── PROVIDED ENTRIES ──

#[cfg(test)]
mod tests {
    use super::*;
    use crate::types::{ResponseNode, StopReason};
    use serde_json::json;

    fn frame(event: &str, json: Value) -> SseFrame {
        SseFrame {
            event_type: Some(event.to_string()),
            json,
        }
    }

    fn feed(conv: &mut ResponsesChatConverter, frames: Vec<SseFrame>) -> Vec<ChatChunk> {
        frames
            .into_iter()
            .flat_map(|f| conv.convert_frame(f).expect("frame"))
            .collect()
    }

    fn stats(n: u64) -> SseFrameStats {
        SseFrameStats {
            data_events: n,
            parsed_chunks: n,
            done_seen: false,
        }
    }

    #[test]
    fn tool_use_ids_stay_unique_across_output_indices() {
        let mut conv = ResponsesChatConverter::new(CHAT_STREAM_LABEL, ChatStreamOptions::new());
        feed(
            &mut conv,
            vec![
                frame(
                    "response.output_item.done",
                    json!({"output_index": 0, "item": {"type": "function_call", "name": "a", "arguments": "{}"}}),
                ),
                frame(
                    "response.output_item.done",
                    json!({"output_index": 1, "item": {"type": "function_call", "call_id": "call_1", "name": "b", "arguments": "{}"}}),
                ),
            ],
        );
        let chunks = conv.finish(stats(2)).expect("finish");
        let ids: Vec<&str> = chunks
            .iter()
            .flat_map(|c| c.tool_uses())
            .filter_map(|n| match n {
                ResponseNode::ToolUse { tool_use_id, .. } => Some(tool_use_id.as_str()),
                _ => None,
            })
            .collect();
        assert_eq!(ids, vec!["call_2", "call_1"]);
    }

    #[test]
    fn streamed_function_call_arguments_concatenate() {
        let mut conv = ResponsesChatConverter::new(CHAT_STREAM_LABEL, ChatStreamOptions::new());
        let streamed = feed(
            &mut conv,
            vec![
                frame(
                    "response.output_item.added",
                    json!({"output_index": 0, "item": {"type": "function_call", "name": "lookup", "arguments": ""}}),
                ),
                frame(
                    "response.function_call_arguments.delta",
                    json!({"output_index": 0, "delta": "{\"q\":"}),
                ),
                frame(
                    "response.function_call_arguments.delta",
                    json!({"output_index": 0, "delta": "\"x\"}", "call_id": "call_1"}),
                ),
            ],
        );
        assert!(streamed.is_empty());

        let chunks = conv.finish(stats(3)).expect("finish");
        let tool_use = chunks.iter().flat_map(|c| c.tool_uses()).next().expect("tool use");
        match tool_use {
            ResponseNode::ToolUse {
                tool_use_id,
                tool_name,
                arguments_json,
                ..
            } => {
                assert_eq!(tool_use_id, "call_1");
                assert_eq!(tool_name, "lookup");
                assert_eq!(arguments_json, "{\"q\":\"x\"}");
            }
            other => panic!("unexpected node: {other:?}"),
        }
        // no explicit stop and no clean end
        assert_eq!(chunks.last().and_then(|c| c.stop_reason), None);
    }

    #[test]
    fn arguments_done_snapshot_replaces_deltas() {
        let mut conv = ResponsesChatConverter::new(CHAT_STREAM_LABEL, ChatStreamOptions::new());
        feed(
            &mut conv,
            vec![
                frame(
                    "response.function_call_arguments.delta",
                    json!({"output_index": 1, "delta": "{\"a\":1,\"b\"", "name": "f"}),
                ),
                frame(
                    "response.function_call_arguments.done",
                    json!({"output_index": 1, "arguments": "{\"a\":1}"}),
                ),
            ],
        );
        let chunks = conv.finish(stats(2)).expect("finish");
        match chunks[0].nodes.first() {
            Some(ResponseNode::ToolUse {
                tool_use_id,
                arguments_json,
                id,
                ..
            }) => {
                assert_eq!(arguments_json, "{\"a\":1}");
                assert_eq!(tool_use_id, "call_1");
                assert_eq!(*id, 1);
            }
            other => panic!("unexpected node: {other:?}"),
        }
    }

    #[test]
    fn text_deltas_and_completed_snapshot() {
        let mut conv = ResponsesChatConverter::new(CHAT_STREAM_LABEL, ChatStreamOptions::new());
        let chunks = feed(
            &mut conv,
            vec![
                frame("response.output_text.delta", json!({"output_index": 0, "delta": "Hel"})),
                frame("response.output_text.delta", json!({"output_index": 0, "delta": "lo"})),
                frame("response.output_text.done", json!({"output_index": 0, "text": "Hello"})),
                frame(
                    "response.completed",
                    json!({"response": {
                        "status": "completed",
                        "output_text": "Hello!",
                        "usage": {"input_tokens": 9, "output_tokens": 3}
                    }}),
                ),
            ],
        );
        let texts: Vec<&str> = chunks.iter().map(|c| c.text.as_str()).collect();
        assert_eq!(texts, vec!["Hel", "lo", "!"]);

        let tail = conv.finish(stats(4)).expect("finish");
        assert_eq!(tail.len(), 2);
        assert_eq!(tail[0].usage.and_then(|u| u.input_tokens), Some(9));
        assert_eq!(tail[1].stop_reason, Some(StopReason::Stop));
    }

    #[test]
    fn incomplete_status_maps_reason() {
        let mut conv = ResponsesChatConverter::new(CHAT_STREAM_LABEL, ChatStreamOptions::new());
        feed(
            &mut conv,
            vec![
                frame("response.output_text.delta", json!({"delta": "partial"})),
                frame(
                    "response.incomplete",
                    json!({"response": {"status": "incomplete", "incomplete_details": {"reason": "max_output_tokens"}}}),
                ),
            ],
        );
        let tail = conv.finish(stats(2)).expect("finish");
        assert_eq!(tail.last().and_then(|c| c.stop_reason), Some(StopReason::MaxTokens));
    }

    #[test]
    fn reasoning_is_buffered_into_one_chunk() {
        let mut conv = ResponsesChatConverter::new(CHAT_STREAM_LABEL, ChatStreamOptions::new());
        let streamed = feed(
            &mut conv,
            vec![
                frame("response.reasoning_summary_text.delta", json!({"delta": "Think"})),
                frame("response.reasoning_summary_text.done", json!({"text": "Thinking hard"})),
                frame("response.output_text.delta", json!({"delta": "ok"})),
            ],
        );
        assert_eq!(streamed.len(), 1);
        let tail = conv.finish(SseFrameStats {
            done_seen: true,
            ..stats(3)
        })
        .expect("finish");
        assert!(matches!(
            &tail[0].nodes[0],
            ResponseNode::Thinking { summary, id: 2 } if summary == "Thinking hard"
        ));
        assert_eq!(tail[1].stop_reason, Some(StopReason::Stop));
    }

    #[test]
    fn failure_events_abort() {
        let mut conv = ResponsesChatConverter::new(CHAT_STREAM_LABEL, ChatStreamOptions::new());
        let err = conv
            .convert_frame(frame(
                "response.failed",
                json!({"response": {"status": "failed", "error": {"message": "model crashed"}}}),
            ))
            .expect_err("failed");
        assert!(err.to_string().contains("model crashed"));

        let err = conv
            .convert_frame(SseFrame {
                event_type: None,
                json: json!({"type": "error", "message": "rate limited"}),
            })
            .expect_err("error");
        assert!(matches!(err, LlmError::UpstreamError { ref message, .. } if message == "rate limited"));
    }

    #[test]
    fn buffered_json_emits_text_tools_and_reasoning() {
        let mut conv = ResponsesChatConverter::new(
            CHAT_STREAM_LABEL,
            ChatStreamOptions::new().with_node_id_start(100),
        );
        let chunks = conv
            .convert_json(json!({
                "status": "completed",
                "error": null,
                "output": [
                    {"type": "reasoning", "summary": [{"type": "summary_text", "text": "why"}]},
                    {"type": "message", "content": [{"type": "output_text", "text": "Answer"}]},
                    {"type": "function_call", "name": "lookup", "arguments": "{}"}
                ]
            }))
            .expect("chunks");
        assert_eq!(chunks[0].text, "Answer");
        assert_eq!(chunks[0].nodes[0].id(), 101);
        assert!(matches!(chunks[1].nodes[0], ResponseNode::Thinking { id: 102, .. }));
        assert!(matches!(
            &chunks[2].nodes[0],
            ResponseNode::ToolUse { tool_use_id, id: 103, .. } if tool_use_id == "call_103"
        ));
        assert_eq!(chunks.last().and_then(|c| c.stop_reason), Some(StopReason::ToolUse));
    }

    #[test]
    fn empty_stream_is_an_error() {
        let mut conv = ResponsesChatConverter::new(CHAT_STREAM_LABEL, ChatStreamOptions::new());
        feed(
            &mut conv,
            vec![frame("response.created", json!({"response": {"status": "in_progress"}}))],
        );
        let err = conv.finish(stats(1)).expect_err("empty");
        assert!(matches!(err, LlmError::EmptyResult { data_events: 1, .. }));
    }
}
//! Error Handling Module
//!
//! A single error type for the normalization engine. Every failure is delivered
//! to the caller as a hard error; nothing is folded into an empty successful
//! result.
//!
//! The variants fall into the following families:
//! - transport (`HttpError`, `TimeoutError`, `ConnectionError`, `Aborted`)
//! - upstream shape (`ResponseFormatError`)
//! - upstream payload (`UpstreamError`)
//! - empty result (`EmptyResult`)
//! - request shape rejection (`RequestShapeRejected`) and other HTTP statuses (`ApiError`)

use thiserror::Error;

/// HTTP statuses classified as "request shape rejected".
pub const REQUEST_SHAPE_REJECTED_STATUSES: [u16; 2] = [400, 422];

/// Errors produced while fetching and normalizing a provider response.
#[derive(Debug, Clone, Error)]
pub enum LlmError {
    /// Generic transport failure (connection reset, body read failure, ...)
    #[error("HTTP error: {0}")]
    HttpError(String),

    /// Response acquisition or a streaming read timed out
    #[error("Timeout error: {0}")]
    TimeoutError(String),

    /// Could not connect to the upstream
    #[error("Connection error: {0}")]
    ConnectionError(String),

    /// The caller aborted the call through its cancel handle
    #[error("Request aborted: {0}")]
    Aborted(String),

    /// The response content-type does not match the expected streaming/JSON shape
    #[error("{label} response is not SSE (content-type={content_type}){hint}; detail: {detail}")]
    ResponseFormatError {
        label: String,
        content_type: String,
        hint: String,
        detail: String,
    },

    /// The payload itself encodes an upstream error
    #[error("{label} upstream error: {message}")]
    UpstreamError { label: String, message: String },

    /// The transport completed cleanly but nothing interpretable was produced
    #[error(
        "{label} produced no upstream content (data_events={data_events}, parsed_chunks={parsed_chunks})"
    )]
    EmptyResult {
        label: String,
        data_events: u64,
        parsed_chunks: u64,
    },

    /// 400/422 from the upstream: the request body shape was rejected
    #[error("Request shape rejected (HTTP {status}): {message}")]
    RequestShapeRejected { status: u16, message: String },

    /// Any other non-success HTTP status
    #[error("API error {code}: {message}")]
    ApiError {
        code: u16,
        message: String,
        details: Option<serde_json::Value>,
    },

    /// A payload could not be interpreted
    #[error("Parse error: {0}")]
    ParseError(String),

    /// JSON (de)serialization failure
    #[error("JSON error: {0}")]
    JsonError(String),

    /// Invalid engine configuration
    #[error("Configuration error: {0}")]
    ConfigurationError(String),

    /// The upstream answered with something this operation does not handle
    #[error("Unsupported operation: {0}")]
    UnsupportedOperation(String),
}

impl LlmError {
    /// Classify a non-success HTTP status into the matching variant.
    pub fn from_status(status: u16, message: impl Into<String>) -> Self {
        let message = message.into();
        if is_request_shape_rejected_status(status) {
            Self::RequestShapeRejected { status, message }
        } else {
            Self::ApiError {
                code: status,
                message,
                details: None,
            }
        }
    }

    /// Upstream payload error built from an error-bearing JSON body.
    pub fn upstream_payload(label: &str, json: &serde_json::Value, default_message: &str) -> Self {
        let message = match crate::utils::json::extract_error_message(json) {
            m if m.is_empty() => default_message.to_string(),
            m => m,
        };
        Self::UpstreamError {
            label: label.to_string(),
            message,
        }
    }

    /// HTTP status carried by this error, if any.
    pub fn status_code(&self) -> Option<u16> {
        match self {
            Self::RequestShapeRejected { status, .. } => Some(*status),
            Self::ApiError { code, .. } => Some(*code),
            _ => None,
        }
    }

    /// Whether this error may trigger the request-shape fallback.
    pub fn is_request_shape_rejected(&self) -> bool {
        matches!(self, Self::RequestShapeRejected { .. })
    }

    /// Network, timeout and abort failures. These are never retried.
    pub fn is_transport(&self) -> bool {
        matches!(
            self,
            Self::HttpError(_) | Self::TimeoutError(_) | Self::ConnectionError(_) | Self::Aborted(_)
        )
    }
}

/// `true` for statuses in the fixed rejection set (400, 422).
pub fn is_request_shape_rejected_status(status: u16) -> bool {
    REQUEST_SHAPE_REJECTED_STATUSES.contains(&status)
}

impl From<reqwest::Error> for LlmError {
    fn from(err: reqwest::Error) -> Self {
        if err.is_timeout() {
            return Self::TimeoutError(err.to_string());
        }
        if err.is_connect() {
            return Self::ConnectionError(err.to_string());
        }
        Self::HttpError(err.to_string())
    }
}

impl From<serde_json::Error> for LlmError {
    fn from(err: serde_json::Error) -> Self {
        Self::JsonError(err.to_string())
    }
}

───
── PROVIDED ENTRIES ──

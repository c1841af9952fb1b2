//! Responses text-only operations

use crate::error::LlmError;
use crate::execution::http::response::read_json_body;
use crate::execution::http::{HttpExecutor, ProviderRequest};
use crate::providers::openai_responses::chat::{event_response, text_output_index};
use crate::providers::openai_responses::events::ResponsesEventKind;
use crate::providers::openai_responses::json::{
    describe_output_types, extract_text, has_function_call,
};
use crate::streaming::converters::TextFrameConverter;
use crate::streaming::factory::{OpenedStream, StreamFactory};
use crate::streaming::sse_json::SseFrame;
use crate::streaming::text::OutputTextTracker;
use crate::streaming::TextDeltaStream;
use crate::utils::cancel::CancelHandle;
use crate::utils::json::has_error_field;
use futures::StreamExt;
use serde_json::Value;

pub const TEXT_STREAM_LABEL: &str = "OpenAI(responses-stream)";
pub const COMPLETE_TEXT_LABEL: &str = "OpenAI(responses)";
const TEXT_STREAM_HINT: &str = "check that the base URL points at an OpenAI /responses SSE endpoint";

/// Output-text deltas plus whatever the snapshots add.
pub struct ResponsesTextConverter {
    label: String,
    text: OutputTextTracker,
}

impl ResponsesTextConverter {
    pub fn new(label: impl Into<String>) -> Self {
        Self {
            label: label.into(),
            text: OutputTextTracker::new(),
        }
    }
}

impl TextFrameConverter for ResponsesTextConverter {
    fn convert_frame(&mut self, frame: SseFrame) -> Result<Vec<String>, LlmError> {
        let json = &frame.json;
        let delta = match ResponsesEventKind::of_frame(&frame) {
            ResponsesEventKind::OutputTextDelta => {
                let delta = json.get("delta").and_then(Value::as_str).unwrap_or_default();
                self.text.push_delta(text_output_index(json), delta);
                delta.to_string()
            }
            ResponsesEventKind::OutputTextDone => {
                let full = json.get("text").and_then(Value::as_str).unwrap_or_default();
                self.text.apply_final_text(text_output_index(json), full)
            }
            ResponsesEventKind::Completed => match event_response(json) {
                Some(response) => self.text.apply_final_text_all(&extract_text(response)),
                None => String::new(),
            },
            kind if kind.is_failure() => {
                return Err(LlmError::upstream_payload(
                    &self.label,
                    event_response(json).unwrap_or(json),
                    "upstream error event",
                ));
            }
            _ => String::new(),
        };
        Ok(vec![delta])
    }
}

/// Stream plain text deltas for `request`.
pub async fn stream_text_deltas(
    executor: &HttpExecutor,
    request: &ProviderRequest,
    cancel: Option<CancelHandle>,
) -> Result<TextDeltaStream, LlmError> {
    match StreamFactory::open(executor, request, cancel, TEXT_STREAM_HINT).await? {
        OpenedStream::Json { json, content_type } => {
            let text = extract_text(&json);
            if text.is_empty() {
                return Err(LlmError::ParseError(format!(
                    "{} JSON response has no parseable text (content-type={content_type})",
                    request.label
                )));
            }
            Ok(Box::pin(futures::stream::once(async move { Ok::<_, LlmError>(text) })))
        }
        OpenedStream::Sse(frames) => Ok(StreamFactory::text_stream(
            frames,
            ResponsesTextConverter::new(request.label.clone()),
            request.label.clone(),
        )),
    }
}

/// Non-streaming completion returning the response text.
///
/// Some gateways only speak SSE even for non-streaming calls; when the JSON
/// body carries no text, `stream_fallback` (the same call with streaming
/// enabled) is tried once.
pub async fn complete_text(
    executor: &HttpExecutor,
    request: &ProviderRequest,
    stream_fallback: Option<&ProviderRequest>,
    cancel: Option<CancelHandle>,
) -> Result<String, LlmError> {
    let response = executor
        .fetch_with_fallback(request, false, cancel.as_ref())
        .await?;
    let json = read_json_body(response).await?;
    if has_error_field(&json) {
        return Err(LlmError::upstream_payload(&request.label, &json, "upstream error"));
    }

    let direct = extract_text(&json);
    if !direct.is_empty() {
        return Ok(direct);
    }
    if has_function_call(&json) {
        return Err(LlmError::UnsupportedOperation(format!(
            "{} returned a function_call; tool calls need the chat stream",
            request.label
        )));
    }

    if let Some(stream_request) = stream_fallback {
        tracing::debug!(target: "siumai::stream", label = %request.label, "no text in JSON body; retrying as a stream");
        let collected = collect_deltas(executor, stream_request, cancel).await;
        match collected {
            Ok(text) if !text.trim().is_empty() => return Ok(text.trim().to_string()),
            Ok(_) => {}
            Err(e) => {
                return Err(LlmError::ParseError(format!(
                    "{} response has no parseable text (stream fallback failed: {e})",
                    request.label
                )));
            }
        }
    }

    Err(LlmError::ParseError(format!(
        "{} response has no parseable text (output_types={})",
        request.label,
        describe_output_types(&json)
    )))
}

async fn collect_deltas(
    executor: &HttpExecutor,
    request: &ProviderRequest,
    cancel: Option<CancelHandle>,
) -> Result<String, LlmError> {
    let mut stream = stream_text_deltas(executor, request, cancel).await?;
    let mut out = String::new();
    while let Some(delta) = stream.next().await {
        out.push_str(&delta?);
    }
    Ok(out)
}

───

# INSTRUCTIONS TO FOLLOW
In the entries above, identify every line with the string "last".

# EXPECTED ANSWER
        assert_eq!(chunks.last().and_then(|c| c.stop_reason), None);
        assert_eq!(tail.last().and_then(|c| c.stop_reason), Some(StopReason::MaxTokens));
        assert_eq!(chunks.last().and_then(|c| c.stop_reason), Some(StopReason::ToolUse));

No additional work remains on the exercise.